In honor of the final season of Game of Thrones premiering last night, I made the pie that Arya served Walder Frey. Unfortunately, my local butcher ran out of Frey meat, so I used a combination of lamb and lamb sausage. I’m sure it tastes better than Frey son lol. I used the Food52 hot water crust recipe. The only slight change was that I used duck fat instead of lard or butter as their recipe indicated because I have duck fat at my disposal (also bought from my local butcher).
So why a hot water crust? I binged on all the seasons of The Great British Bake Off (holiday episodes included) when it first was available on Netflix. I am so addicted to that show. Season 7 and 9 are my favorites; all the contestants were really really talented in those seasons and I love the camaraderie even though they were all competing against each other. But I digress, my point is, GBBO has taught me a whole lot about baking, pastries, and cake. In particular, they spend a good amount of time making savory pastries. Savory pastries are not my specialities. The most I like to do is a chicken pot pie with store bought pie crust – always Trader Joe’s as their crust is really the best. I’m not very good at making my own pie crust as I tend to over work it and I’m not very good with rolling. But there’s no such thing as worrying about these things with hot water crust, as I learned on GBBO. It’s how hand pies were made back in the day in England because this crust can be molded by hand. If it was good enough back then, it’s good enough for me now!

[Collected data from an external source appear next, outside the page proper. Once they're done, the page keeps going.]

use tracing::{debug, warn};

use super::accounts::PersonAccounts;
use super::benefits::{cpp_benefit, gis_benefit, oas_benefit, other_income, pension_income};
use super::config::{TaxConfig, TaxTables, index_factor};
use super::error::SimResult;
use super::household::{
    age_in_year, members, pension_split_allowed, spending_target, years_to_simulate,
};
use super::planner::{PlanPerson, PlanRequest, mandatory_rrif, plan};
use super::real_estate::{PropertyState, PropertyYear};
use super::rrif::rrsp_converts;
use super::strategy::tfsa_contribution_share;
use super::summary::{person_estate_after_tax, summarize};
use super::tax::IncomeBreakdown;
use super::types::{
    EndBalances, Household, Person, PersonYear, SimulationResult, Withdrawals, YearResult,
};
use super::validation::validate_household;

const TFSA_LIMIT_ROUNDING: f64 = 500.0;

#[derive(Debug, Clone, PartialEq)]
pub struct SimulationState {
    pub year_index: u32,
    pub accounts: [PersonAccounts; 2],
    pub properties: [Option<PropertyState>; 2],
    // Last year's net income excluding OAS and GIS, per person.
    pub prior_gis_income: Option<[f64; 2]>,
    pub plan_success: bool,
    pub stopped: bool,
}

impl SimulationState {
    pub fn new(household: &Household) -> Self {
        let mut accounts = [PersonAccounts::default(); 2];
        let mut properties = [None, None];
        for (idx, person) in members(household).into_iter().enumerate() {
            accounts[idx] = PersonAccounts::from_person(person);
            properties[idx] = person
                .real_estate
                .as_ref()
                .map(PropertyState::from_real_estate);
        }
        Self {
            year_index: 0,
            accounts,
            properties,
            prior_gis_income: None,
            plan_success: true,
            stopped: false,
        }
    }
}

pub struct Simulator<'a> {
    household: &'a Household,
    base_tables: TaxTables,
    total_years: u32,
    state: SimulationState,
}

impl<'a> Simulator<'a> {
    pub fn new(household: &'a Household, config: &TaxConfig) -> SimResult<Self> {
        Self::resume(household, config, SimulationState::new(household))
    }

    pub fn resume(
        household: &'a Household,
        config: &TaxConfig,
        state: SimulationState,
    ) -> SimResult<Self> {
        validate_household(household, config)?;
        let base_tables = config.tables_for(&household.province)?;
        Ok(Self {
            household,
            base_tables,
            total_years: years_to_simulate(household),
            state,
        })
    }

    pub fn state(&self) -> &SimulationState {
        &self.state
    }

    pub fn into_state(self) -> SimulationState {
        self.state
    }

    pub fn final_estate_after_tax(&self) -> f64 {
        let household = self.household;
        let last = self.state.year_index.saturating_sub(1);
        let tables = self.base_tables.indexed(last, household.general_inflation);
        members(household)
            .into_iter()
            .enumerate()
            .map(|(idx, person)| {
                person_estate_after_tax(
                    &tables,
                    age_in_year(person, last),
                    &self.state.accounts[idx],
                    person.corporate_dividend_type,
                    self.state.properties[idx].as_ref(),
                )
            })
            .sum()
    }

    fn step(&mut self) -> YearResult {
        let household = self.household;
        let year_index = self.state.year_index;
        let year = household.start_year + year_index as i32;
        let members = members(household);
        let active = members.len();
        let tables = self
            .base_tables
            .indexed(year_index, household.general_inflation);
        let inflation = index_factor(year_index, household.general_inflation);

        let mut ages = [0u32; 2];
        for idx in 0..active {
            ages[idx] = age_in_year(members[idx], year_index);
        }
        let target = spending_target(household, year_index, ages[0]);

        let mut notes = Vec::new();
        let mut plan_people = [PlanPerson::default(); 2];
        let mut person_years = [PersonYear::default(); 2];
        let mut base_gains = [0.0; 2];
        let mut non_discretionary = [0.0; 2];
        let mut mortgage_total = 0.0;

        for idx in 0..active {
            let person = members[idx];
            let age = ages[idx];
            let accounts = &mut self.state.accounts[idx];

            if accounts.rrsp > 0.0 && rrsp_converts(age, person.early_rrif_conversion_age) {
                let converted = accounts.convert_rrsp();
                notes.push(format!(
                    "{}: converted RRSP of {converted:.0} to RRIF at age {age}",
                    label(person, idx)
                ));
            }

            let distributions = accounts
                .nonreg
                .accrue(&person.yields, household.reinvest_nonreg_distributions);
            accounts.corporate.accrue(&person.yields);

            let cpp = cpp_benefit(person, age, inflation);
            let oas = oas_benefit(person, age, inflation);
            let pension = pension_income(person, age, year_index, household.general_inflation);
            let other = other_income(person, age, year_index, household.general_inflation);

            let property = match self.state.properties[idx].as_mut() {
                Some(home) => home.step(age),
                None => PropertyYear::default(),
            };
            mortgage_total += property.mortgage_paid;
            if property.downsized {
                notes.push(format!(
                    "{}: downsized home, released {:.0}",
                    label(person, idx),
                    property.downsize_proceeds
                ));
            }

            let base_incomes = IncomeBreakdown {
                ordinary: cpp + other.employment + distributions.interest,
                eligible_dividends: distributions.eligible_dividends,
                non_eligible_dividends: distributions.non_eligible_dividends,
                capital_gains: distributions.capital_gains + property.taxable_gain,
                pension_income: pension,
                oas_received: oas,
                other_taxable: other.other,
            };
            let mandatory = mandatory_rrif(
                household.strategy,
                age,
                person.oas_start_age,
                accounts,
                household.rrif_topup,
            );

            base_gains[idx] = distributions.capital_gains + property.taxable_gain;
            non_discretionary[idx] = base_incomes.net_income() - oas + mandatory;
            plan_people[idx] = PlanPerson {
                age,
                receives_oas: oas > 0.0,
                dividend_type: person.corporate_dividend_type,
                accounts: *accounts,
                base_incomes,
                cash_inflows: cpp
                    + oas
                    + pension
                    + other.total()
                    + distributions.cash_paid_out
                    + property.downsize_proceeds,
                mandatory_rrif: mandatory,
            };
            person_years[idx] = PersonYear {
                age,
                cpp,
                oas,
                pension_income: pension,
                other_income: other.total(),
                rrif_required: mandatory,
                ..PersonYear::default()
            };
        }

        // GIS is means-tested on last year's income; the first year uses
        // income that arrives regardless of withdrawals.
        let gis_income = self.state.prior_gis_income.unwrap_or(non_discretionary);
        let tested_income: f64 = gis_income[..active].iter().sum();
        for idx in 0..active {
            let gis = gis_benefit(
                &tables.gis,
                active == 2,
                person_years[idx].oas > 0.0,
                tested_income,
            );
            person_years[idx].gis = gis;
            plan_people[idx].cash_inflows += gis;
        }

        let split_fraction = if pension_split_allowed(household, ages) {
            household.pension_splitting_fraction
        } else {
            0.0
        };
        let request = PlanRequest {
            tables: &tables,
            strategy: household.strategy,
            people: plan_people,
            active,
            cash_need: target + mortgage_total,
            gap_tolerance: household.gap_tolerance,
            split_fraction,
            accept_clawback_for_estate: household.accept_clawback_for_estate,
        };
        let plan = plan(&request);
        let taxes = plan.pricing.taxes();

        let mut tfsa_withdrawn = [0.0; 2];
        let mut prior_gis_income = [0.0; 2];
        for idx in 0..active {
            let draw = plan.draws[idx];
            let accounts = &mut self.state.accounts[idx];
            let registered = accounts.withdraw_registered(draw.registered);
            let sale = accounts.nonreg.withdraw(draw.nonreg);
            let (dividend, rdtoh_refund) = accounts
                .corporate
                .pay_dividend(draw.corporate, members[idx].corporate_dividend_type);
            let tfsa = accounts.withdraw_tfsa(draw.tfsa);
            tfsa_withdrawn[idx] = tfsa;
            if rdtoh_refund > 0.0 {
                debug!(year, person = idx + 1, rdtoh_refund, "dividend released RDTOH");
            }

            let tax = taxes[idx];
            let py = &mut person_years[idx];
            py.withdrawals = Withdrawals {
                rrif: registered.from_rrif,
                rrsp: registered.from_rrsp,
                nonreg: sale.proceeds,
                corporate: dividend,
                tfsa,
            };
            py.realized_capital_gains = base_gains[idx] + sale.realized_gain;
            py.net_income = tax.federal.net_income;
            py.taxable_income = tax.federal.taxable_income;
            py.federal_tax = tax.federal.net_tax;
            py.provincial_tax = tax.provincial.net_tax;
            py.total_tax = tax.total();
            py.oas_clawback = tax.federal.oas_clawback;

            prior_gis_income[idx] = plan.pricing.incomes[idx].net_income() - py.oas;
        }

        let after_mortgage = plan.pricing.net_cash - mortgage_total;
        let spending_met = after_mortgage.clamp(0.0, target);
        let spending_gap = (target - spending_met).max(0.0);
        let is_underfunded = spending_gap > household.gap_tolerance;

        let mut surplus = (after_mortgage - target).max(0.0);
        let surplus_reinvested = surplus;
        for idx in 0..active {
            let person = members[idx];
            let share = tfsa_contribution_share(
                household.strategy,
                ages[idx],
                person.oas_start_age,
                household.post_oas_tfsa_fraction,
            );
            let accounts = &mut self.state.accounts[idx];
            let contributed = accounts.contribute_tfsa(surplus.min(accounts.tfsa_room * share));
            surplus -= contributed;
            person_years[idx].tfsa_contribution = contributed;
        }
        if surplus > 0.0 {
            self.state.accounts[0].nonreg.deposit_cash(surplus);
        }

        let next_tfsa_limit = tfsa_limit(household, year_index + 1);
        let mut net_worth = 0.0;
        for idx in 0..active {
            let person = members[idx];
            let accounts = &mut self.state.accounts[idx];
            accounts.grow_registered(person.yields.registered_growth);
            accounts.nonreg.grow(&person.yields);
            accounts.corporate.holdings.grow(&person.yields);
            accounts.roll_tfsa_room(tfsa_withdrawn[idx], next_tfsa_limit);

            let real_estate_equity = self.state.properties[idx]
                .as_ref()
                .map(PropertyState::equity)
                .unwrap_or(0.0);
            let end = EndBalances {
                rrif: accounts.rrif,
                rrsp: accounts.rrsp,
                tfsa: accounts.tfsa,
                tfsa_room: accounts.tfsa_room,
                nonreg: accounts.nonreg.total(),
                nonreg_acb: accounts.nonreg.invested_acb,
                corporate: accounts.corporate.total(),
                rdtoh: accounts.corporate.rdtoh,
                real_estate_equity,
            };
            net_worth += end.financial_total() + end.real_estate_equity;
            person_years[idx].end = end;
        }

        if plan.clawback_accepted {
            notes.push("OAS clawback accepted to meet spending".to_string());
        }
        if plan.accounts_exhausted {
            notes.push("all accounts exhausted".to_string());
        }

        self.state.plan_success &= !is_underfunded;
        self.state.prior_gis_income = Some(prior_gis_income);
        self.state.year_index += 1;

        debug!(
            year,
            age = ages[0],
            target,
            spending_met,
            total_tax = plan.pricing.total_tax,
            rounds = plan.rounds,
            "simulated year"
        );
        if is_underfunded {
            warn!(year, age = ages[0], spending_gap, "spending target not met");
            if household.stop_on_fail {
                self.state.stopped = true;
            }
        }

        let [p1, p2] = person_years;
        YearResult {
            year,
            p1,
            p2,
            spending_target: target,
            mortgage_payment: mortgage_total,
            spending_met,
            spending_gap,
            surplus_reinvested,
            total_tax: plan.pricing.total_tax,
            net_worth,
            plan_success: self.state.plan_success,
            is_underfunded,
            rrif_frontload_exceeded: plan.rrif_frontload_exceeded,
            accounts_exhausted: plan.accounts_exhausted,
            notes,
        }
    }
}

impl Iterator for Simulator<'_> {
    type Item = YearResult;

    fn next(&mut self) -> Option<YearResult> {
        if self.state.stopped || self.state.year_index >= self.total_years {
            return None;
        }
        Some(self.step())
    }
}

pub fn simulate(household: &Household, config: &TaxConfig) -> SimResult<SimulationResult> {
    let mut simulator = Simulator::new(household, config)?;
    let years: Vec<YearResult> = simulator.by_ref().collect();
    let estate = simulator.final_estate_after_tax();
    Ok(SimulationResult {
        summary: summarize(&years, estate),
        years,
    })
}

fn label(person: &Person, idx: usize) -> String {
    if person.name.is_empty() {
        format!("p{}", idx + 1)
    } else {
        person.name.clone()
    }
}

fn tfsa_limit(household: &Household, year_index: u32) -> f64 {
    let indexed =
        household.tfsa_annual_limit * index_factor(year_index, household.general_inflation);
    (indexed / TFSA_LIMIT_ROUNDING).round() * TFSA_LIMIT_ROUNDING
}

As the name suggests, a hot water crust starts off with hot water and fats. Hot water crust is crisp and rich, crumbly rather than flaky when compared to a traditional pie crust. This is due to the nature of melting the fats. They’re distributed more evenly throughout the dough and creates a stronger, more uniform dough that can stand up on its own. Another perk of a hot water crust is that it can handle a wet filling as it’s not a delicate dough. One final reason I love a hot water crust is the flexibility that comes with construction. Even if the dough rips while lining the pie pan, the holes can be easily patched up with scrap dough!
all 1 B
Arya's Meat Pie
- Crust (from Food52)
- 2 1/2 cups all purpose flour
- 1/2 cup bread flour
- 3/4 teaspoon salt
- 1/3 cup water
- 1/2 cup unsalted butter
- 1/2 cup duck fat
- 6 cups butternut squash, diced
- 2 large russet potatoes, diced
- 1/2 pound lamb stew meat
- 1/2 pound lamb sausage (without casing)

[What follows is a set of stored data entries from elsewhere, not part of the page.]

use super::config::{Bracket, TaxParams, TaxTables};

pub const AGE_CREDIT_AGE: u32 = 65;
pub const CAPITAL_GAINS_INCLUSION: f64 = 0.5;

#[derive(Debug, Clone, Copy, Default, PartialEq)]
pub struct IncomeBreakdown {
    pub ordinary: f64,
    pub eligible_dividends: f64,
    pub non_eligible_dividends: f64,
    pub capital_gains: f64,
    pub pension_income: f64,
    pub oas_received: f64,
    pub other_taxable: f64,
}

impl IncomeBreakdown {
    /// Actual amounts received: no gross-up, full capital gains.
    pub fn net_income(&self) -> f64 {
        self.ordinary
            + self.pension_income
            + self.oas_received
            + self.eligible_dividends
            + self.non_eligible_dividends
            + self.capital_gains
            + self.other_taxable
    }

    pub fn grossed_up_eligible(&self, params: &TaxParams) -> f64 {
        self.eligible_dividends.max(0.0) * (1.0 + params.grossup_eligible)
    }

    pub fn grossed_up_non_eligible(&self, params: &TaxParams) -> f64 {
        self.non_eligible_dividends.max(0.0) * (1.0 + params.grossup_non_eligible)
    }

    pub fn taxable_income(&self, params: &TaxParams) -> f64 {
        (self.ordinary
            + self.pension_income
            + self.oas_received
            + self.other_taxable
            + self.grossed_up_eligible(params)
            + self.grossed_up_non_eligible(params)
            + CAPITAL_GAINS_INCLUSION * self.capital_gains)
            .max(0.0)
    }
}

#[derive(Debug, Clone, Copy, Default, PartialEq)]
pub struct TaxResult {
    pub net_income: f64,
    pub taxable_income: f64,
    pub gross_tax: f64,
    pub age_credit: f64,
    pub dividend_credit: f64,
    pub total_credits: f64,
    pub oas_clawback: f64,
    pub net_tax: f64,
}

pub fn compute_tax(params: &TaxParams, age: u32, incomes: &IncomeBreakdown) -> TaxResult {
    let net_income = incomes.net_income().max(0.0);
    let taxable_income = incomes.taxable_income(params);
    let gross_tax = bracket_tax(&params.brackets, taxable_income);

    let bpa_credit = params.bpa_amount * params.bpa_rate;
    let pension_credit = incomes
        .pension_income
        .max(0.0)
        .min(params.pension_credit_amount)
        * params.pension_credit_rate;
    let age_credit = age_credit(params, age, net_income);
    let dividend_credit = incomes.grossed_up_eligible(params) * params.dividend_credit_eligible
        + incomes.grossed_up_non_eligible(params) * params.dividend_credit_non_eligible;
    let total_credits = bpa_credit + pension_credit + age_credit + dividend_credit;

    let oas_clawback = oas_clawback(
        params,
        clawback_income(params, incomes),
        incomes.oas_received,
    );
    let net_tax = (gross_tax - total_credits).max(0.0) + oas_clawback;

    TaxResult {
        net_income,
        taxable_income,
        gross_tax,
        age_credit,
        dividend_credit,
        total_credits,
        oas_clawback,
        net_tax,
    }
}

/// Sum of rate × slice over `[lower, upper)` brackets; the last bracket is open.
pub fn bracket_tax(brackets: &[Bracket], taxable_income: f64) -> f64 {
    let mut tax = 0.0;
    let mut lower = 0.0;
    for bracket in brackets {
        if taxable_income <= lower {
            break;
        }
        let upper = bracket.upper.unwrap_or(f64::INFINITY);
        tax += bracket.rate * (taxable_income.min(upper) - lower);
        lower = upper;
    }
    tax
}

/// Age credit phased out on net income (before gross-up).
pub fn age_credit(params: &TaxParams, age: u32, net_income: f64) -> f64 {
    if age < AGE_CREDIT_AGE {
        return 0.0;
    }
    let reduction = (net_income - params.age_phaseout_start).max(0.0) * params.age_phaseout_rate;
    (params.age_amount - reduction).max(0.0) * params.bpa_rate
}

/// Recovery tax on OAS; federal only, never more than the OAS received.
pub fn oas_clawback(params: &TaxParams, clawback_income: f64, oas_received: f64) -> f64 {
    let Some(rule) = params.oas_clawback else {
        return 0.0;
    };
    if oas_received <= 0.0 {
        return 0.0;
    }
    ((clawback_income - rule.threshold).max(0.0) * rule.rate).min(oas_received)
}

/// Income figure the OAS recovery threshold is measured against.
pub fn clawback_income(params: &TaxParams, incomes: &IncomeBreakdown) -> f64 {
    incomes.taxable_income(params)
}

#[derive(Debug, Clone, Copy, Default, PartialEq)]
pub struct PersonTax {
    pub federal: TaxResult,
    pub provincial: TaxResult,
}

impl PersonTax {
    pub fn total(&self) -> f64 {
        self.federal.net_tax + self.provincial.net_tax
    }
}

pub fn person_tax(tables: &TaxTables, age: u32, incomes: &IncomeBreakdown) -> PersonTax {
    PersonTax {
        federal: compute_tax(&tables.federal, age, incomes),
        provincial: compute_tax(&tables.provincial, age, incomes),
    }
}

/// Extra combined tax per dollar of `extra` ordinary-character income.
pub fn marginal_rate(
    tables: &TaxTables,
    age: u32,
    incomes: &IncomeBreakdown,
    extra: f64,
) -> f64 {
    if extra <= 0.0 {
        return 0.0;
    }
    let base = person_tax(tables, age, incomes).total();
    let mut bumped = *incomes;
    bumped.ordinary += extra;
    (person_tax(tables, age, &bumped).total() - base) / extra
}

- 1 bunch lacinato kale, chopped
- 1 large onion, diced
- 2 cloves garlic, minced
- 2 tablespoons dijon mustard
- 1 tablespoon Worcestershire sauce
- Step 1 Preheat oven to 375 degrees.
- Step 2 In a large pan, heat up some oil over medium heat. Add onions and garlic and brown lightly, add butternut squash and potatoes and cook for about 10 minutes until squash is slightly softened.
- Step 3 Add lamb stew meat and lamb sausage and cook for about 5 minutes. Add kale and toss mixture.

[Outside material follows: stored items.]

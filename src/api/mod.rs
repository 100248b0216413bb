use axum::{
    Router,
    extract::Json,
    http::{HeaderValue, StatusCode, header},
    response::{IntoResponse, Response},
    routing::{get, post},
};
use clap::{Parser, Subcommand, ValueEnum};
use serde::{Deserialize, Serialize};
use std::net::SocketAddr;
use std::path::PathBuf;
use tokio::net::TcpListener;
use tracing::{info, warn};

use crate::core::{
    Household, SimError, SimResult, SimulationResult, TaxConfig, WithdrawalStrategy, simulate,
};

#[derive(Copy, Clone, Debug, Eq, PartialEq, ValueEnum)]
pub enum CliWithdrawalStrategy {
    Balanced,
    MinimizeIncome,
    CorporateOptimized,
    RrifFrontload,
}

impl From<CliWithdrawalStrategy> for WithdrawalStrategy {
    fn from(value: CliWithdrawalStrategy) -> Self {
        match value {
            CliWithdrawalStrategy::Balanced => WithdrawalStrategy::Balanced,
            CliWithdrawalStrategy::MinimizeIncome => WithdrawalStrategy::MinimizeIncome,
            CliWithdrawalStrategy::CorporateOptimized => WithdrawalStrategy::CorporateOptimized,
            CliWithdrawalStrategy::RrifFrontload => WithdrawalStrategy::RrifFrontload,
        }
    }
}

#[derive(Parser, Debug)]
#[command(
    name = "canretire",
    about = "Year-by-year Canadian retirement cash-flow and tax simulator"
)]
pub struct Cli {
    #[command(subcommand)]
    pub command: Command,
}

#[derive(Subcommand, Debug)]
pub enum Command {
    #[command(about = "Serve the JSON API")]
    Serve {
        #[arg(long, default_value_t = 8080)]
        port: u16,
    },
    #[command(about = "Simulate a household JSON file and print the result")]
    Simulate(SimulateArgs),
}

#[derive(clap::Args, Debug)]
pub struct SimulateArgs {
    #[arg(long, help = "Household JSON file")]
    pub household: PathBuf,
    #[arg(
        long,
        help = "Tax configuration JSON; defaults to the built-in 2025 tables"
    )]
    pub tax_config: Option<PathBuf>,
    #[arg(long, value_enum, help = "Override the household's withdrawal strategy")]
    pub strategy: Option<CliWithdrawalStrategy>,
    #[arg(long, help = "Override the household's province code")]
    pub province: Option<String>,
    #[arg(long, default_value_t = false, help = "Print only the summary block")]
    pub summary_only: bool,
}

#[derive(Debug, Deserialize)]
#[serde(rename_all = "camelCase", deny_unknown_fields)]
struct SimulatePayload {
    household: Household,
    #[serde(default)]
    tax_config: Option<TaxConfig>,
}

#[derive(Debug, Serialize)]
struct ErrorResponse {
    error: String,
}

#[derive(Debug, Serialize)]
struct HealthResponse {
    status: &'static str,
    version: &'static str,
}

pub fn run_simulate_command(args: &SimulateArgs) -> SimResult<String> {
    let raw = std::fs::read_to_string(&args.household).map_err(|e| {
        SimError::validation(
            "household",
            format!("cannot read {}: {e}", args.household.display()),
        )
    })?;
    let mut household = parse_household(&raw)?;
    if let Some(strategy) = args.strategy {
        household.strategy = strategy.into();
    }
    if let Some(province) = &args.province {
        household.province = province.clone();
    }

    let config = match &args.tax_config {
        Some(path) => TaxConfig::from_path(path)?,
        None => TaxConfig::builtin()?,
    };
    let result = simulate(&household, &config)?;
    info!(
        years = result.summary.years_simulated,
        success_rate = result.summary.success_rate,
        "simulation finished"
    );

    let rendered = if args.summary_only {
        serde_json::to_string_pretty(&result.summary)
    } else {
        serde_json::to_string_pretty(&result)
    };
    rendered.map_err(SimError::from)
}

fn parse_household(raw: &str) -> SimResult<Household> {
    serde_json::from_str(raw).map_err(|e| SimError::validation("household", e.to_string()))
}

pub async fn run_http_server(port: u16) -> std::io::Result<()> {
    let addr = SocketAddr::from(([0, 0, 0, 0], port));
    let app = router();

    let listener = TcpListener::bind(addr).await?;
    info!(%addr, "canretire HTTP API listening");

    axum::serve(listener, app).await
}

fn router() -> Router {
    Router::new()
        .route("/health", get(health_handler))
        .route("/api/simulate", post(simulate_handler))
        .fallback(not_found_handler)
}

async fn health_handler() -> Response {
    json_response(
        StatusCode::OK,
        HealthResponse {
            status: "ok",
            version: env!("CARGO_PKG_VERSION"),
        },
    )
}

async fn not_found_handler() -> Response {
    error_response(StatusCode::NOT_FOUND, "Not found")
}

async fn simulate_handler(body: String) -> Response {
    let payload = match serde_json::from_str::<SimulatePayload>(&body) {
        Ok(payload) => payload,
        Err(e) => {
            return error_response(
                StatusCode::BAD_REQUEST,
                &format!("Invalid API JSON payload: {e}"),
            );
        }
    };
    match run_payload(payload) {
        Ok(result) => json_response(StatusCode::OK, result),
        Err(err) => {
            warn!(error = %err, "simulation rejected");
            error_response(StatusCode::BAD_REQUEST, &err.to_string())
        }
    }
}

fn run_payload(payload: SimulatePayload) -> SimResult<SimulationResult> {
    let config = match payload.tax_config {
        Some(config) => {
            config.check_sections()?;
            config
        }
        None => TaxConfig::builtin()?,
    };
    simulate(&payload.household, &config)
}

fn json_response<T: Serialize>(status: StatusCode, body: T) -> Response {
    let mut response = (status, Json(body)).into_response();
    response
        .headers_mut()
        .insert(header::CACHE_CONTROL, HeaderValue::from_static("no-store"));
    response
}

fn error_response(status: StatusCode, msg: &str) -> Response {
    json_response(
        status,
        ErrorResponse {
            error: msg.to_string(),
        },
    )
}

#[cfg(test)]
mod tests {
    use super::*;

    const HOUSEHOLD_JSON: &str = r#"{
        "p1": {
            "name": "Alex",
            "startAge": 65,
            "rrif": 250000,
            "nonregBalance": 400000,
            "nonregAcb": 300000,
            "cppAnnualAt65": 10000,
            "oasAnnualAt65": 8000,
            "yields": { "investedTotalReturn": 0.05, "registeredGrowth": 0.04 }
        },
        "province": "AB",
        "endAge": 75,
        "strategy": "balanced",
        "spending": { "goGo": 50000, "slowGo": 45000, "noGo": 40000 }
    }"#;

    async fn body_json(response: Response) -> serde_json::Value {
        let bytes = axum::body::to_bytes(response.into_body(), usize::MAX)
            .await
            .expect("readable body");
        serde_json::from_slice(&bytes).expect("json body")
    }

    #[test]
    fn household_json_uses_camel_case_keys() {
        let household = parse_household(HOUSEHOLD_JSON).expect("valid household");
        assert_eq!(household.p1.name, "Alex");
        assert_eq!(household.end_age, 75);
        assert_eq!(household.spending.go_go, 50_000.0);
        assert_eq!(household.strategy, WithdrawalStrategy::Balanced);
    }

    #[test]
    fn household_json_rejects_unknown_fields() {
        let err = parse_household(r#"{ "p1": { "rrifBalance": 1 } }"#).unwrap_err();
        assert!(matches!(err, SimError::Validation { ref field, .. } if field == "household"));
        assert!(err.to_string().contains("rrifBalance"));
    }

    #[test]
    fn cli_parses_simulate_subcommand() {
        let cli = Cli::try_parse_from([
            "canretire",
            "simulate",
            "--household",
            "household.json",
            "--strategy",
            "rrif-frontload",
            "--summary-only",
        ])
        .expect("valid arguments");
        match cli.command {
            Command::Simulate(args) => {
                assert_eq!(args.household, PathBuf::from("household.json"));
                assert_eq!(args.strategy, Some(CliWithdrawalStrategy::RrifFrontload));
                assert!(args.summary_only);
                assert!(args.tax_config.is_none());
            }
            other => panic!("unexpected command {other:?}"),
        }
    }

    #[test]
    fn cli_serve_defaults_port() {
        let cli = Cli::try_parse_from(["canretire", "serve"]).expect("valid arguments");
        assert!(matches!(cli.command, Command::Serve { port: 8080 }));
    }

    #[test]
    fn simulate_command_reads_file_and_applies_overrides() {
        let dir = std::env::temp_dir().join(format!("canretire-cli-{}", std::process::id()));
        std::fs::create_dir_all(&dir).expect("temp dir");
        let path = dir.join("household.json");
        std::fs::write(&path, HOUSEHOLD_JSON).expect("write household");

        let args = SimulateArgs {
            household: path,
            tax_config: None,
            strategy: Some(CliWithdrawalStrategy::MinimizeIncome),
            province: Some("on".to_string()),
            summary_only: true,
        };
        let output = run_simulate_command(&args).expect("simulation runs");
        let summary: serde_json::Value = serde_json::from_str(&output).expect("json");
        assert_eq!(summary["yearsSimulated"], 11);
        assert!(summary.get("years").is_none());
    }

    #[test]
    fn simulate_command_reports_missing_file() {
        let args = SimulateArgs {
            household: PathBuf::from("/definitely/not/here.json"),
            tax_config: None,
            strategy: None,
            province: None,
            summary_only: false,
        };
        assert!(matches!(
            run_simulate_command(&args),
            Err(SimError::Validation { .. })
        ));
    }

    #[tokio::test]
    async fn simulate_endpoint_returns_years_and_summary() {
        let body = format!(r#"{{ "household": {HOUSEHOLD_JSON} }}"#);
        let response = simulate_handler(body).await;
        assert_eq!(response.status(), StatusCode::OK);
        assert_eq!(
            response.headers().get(header::CACHE_CONTROL),
            Some(&HeaderValue::from_static("no-store"))
        );
        let json = body_json(response).await;
        assert_eq!(json["years"].as_array().map(Vec::len), Some(11));
        assert_eq!(json["years"][0]["year"], 2025);
        assert!(json["summary"]["healthScore"].is_number());
    }

    #[tokio::test]
    async fn simulate_endpoint_maps_errors_to_400() {
        let body = r#"{ "household": { "province": "ZZ" } }"#.to_string();
        let response = simulate_handler(body).await;
        assert_eq!(response.status(), StatusCode::BAD_REQUEST);
        let json = body_json(response).await;
        assert!(
            json["error"]
                .as_str()
                .is_some_and(|msg| msg.contains("Unsupported province"))
        );
    }

    #[tokio::test]
    async fn simulate_endpoint_rejects_malformed_json() {
        let response = simulate_handler("{ not json".to_string()).await;
        assert_eq!(response.status(), StatusCode::BAD_REQUEST);
        let json = body_json(response).await;
        assert!(
            json["error"]
                .as_str()
                .is_some_and(|msg| msg.starts_with("Invalid API JSON payload"))
        );
    }

    #[test]
    fn custom_tax_config_with_bad_brackets_is_rejected() {
        let mut config = TaxConfig::builtin().expect("builtin");
        config.federal.brackets.clear();
        let payload = SimulatePayload {
            household: Household::default(),
            tax_config: Some(config),
        };
        assert!(matches!(
            run_payload(payload),
            Err(SimError::ConfigMissing(_))
        ));
    }

    #[tokio::test]
    async fn health_reports_ok() {
        let response = health_handler().await;
        assert_eq!(response.status(), StatusCode::OK);
        let json = body_json(response).await;
        assert_eq!(json["status"], "ok");
    }
}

- Step 4 Add dijon mustard, Worcestershire sauce, and salt and pepper to taste.
- Step 5 Set aside filling to cool.
- Step 6 In a large bowl, mix all dry crust ingredients.
- Step 7 In a medium pot, boil the water over medium heat. Then add butter and duck fat and stir until melted. Remove from heat.
- Step 8 Slowly pour in the liquid and mix into the flour until it forms a rough dough.
- Step 9 Knead the dough on a floured surface for 2-3 minutes until smooth.
- Step 10 While the dough is still warm, divide it into 2 pieces (one to line the tin, one to cover the pie). Between two sheets of parchment paper, roll out the dough and line the pie tin. Patch any holes as necessary.
- Step 11 Add filling to the crust. Top with second piece of dough, put in a vent hole and bake for 30-40 minutes until golden brown.